**TASK TO COMPLETE**. I would like you to transcribe all of the data exactly.
━━━━━ INFORMATION GIVEN ━━━━━
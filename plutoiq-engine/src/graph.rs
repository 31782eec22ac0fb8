use flume::Sender;
use rustradio::graph::{Graph, GraphRunner};

use plutoiq_messages::Event;

use crate::sinks::SampleSink;
use crate::sources::PlutoSource;
use crate::{Error, IqSource};

/// Build the streaming graph for a configured source.
/// Creates a device source → sample sink pipeline. A stream failure is sent
/// once on `fault_tx`; the graph itself keeps running until cancelled.
pub fn build_graph(source: IqSource, event_tx: Sender<Event>, fault_tx: Sender<Error>) -> Graph {
    let block_length = source.block_length();

    let (pluto_source, prev) = PlutoSource::new(source, fault_tx);
    let sample_sink = SampleSink::new(prev, event_tx, block_length);

    let mut graph = Graph::new();
    graph.add(Box::new(pluto_source));
    graph.add(Box::new(sample_sink));

    graph
}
━━━━━
**WRITTEN ANSWER**.
filename plutoiq-engine/src/graph.rs
repository 31782eec22ac0fb8
use flume::Sender;
use rustradio::graph::{Graph, GraphRunner};

use plutoiq_messages::Event;

use crate::sinks::SampleSink;
use crate::sources::PlutoSource;
use crate::{Error, IqSource};

/// Build the streaming graph for a configured source.
/// Creates a device source → sample sink pipeline. A stream failure is sent
/// once on `fault_tx`; the graph itself keeps running until cancelled.
pub fn build_graph(source: IqSource, event_tx: Sender<Event>, fault_tx: Sender<Error>) -> Graph {
    let block_length = source.block_length();

    let (pluto_source, prev) = PlutoSource::new(source, fault_tx);
    let sample_sink = SampleSink::new(prev, event_tx, block_length);

    let mut graph = Graph::new();
    graph.add(Box::new(pluto_source));
    graph.add(Box::new(sample_sink));

    graph
}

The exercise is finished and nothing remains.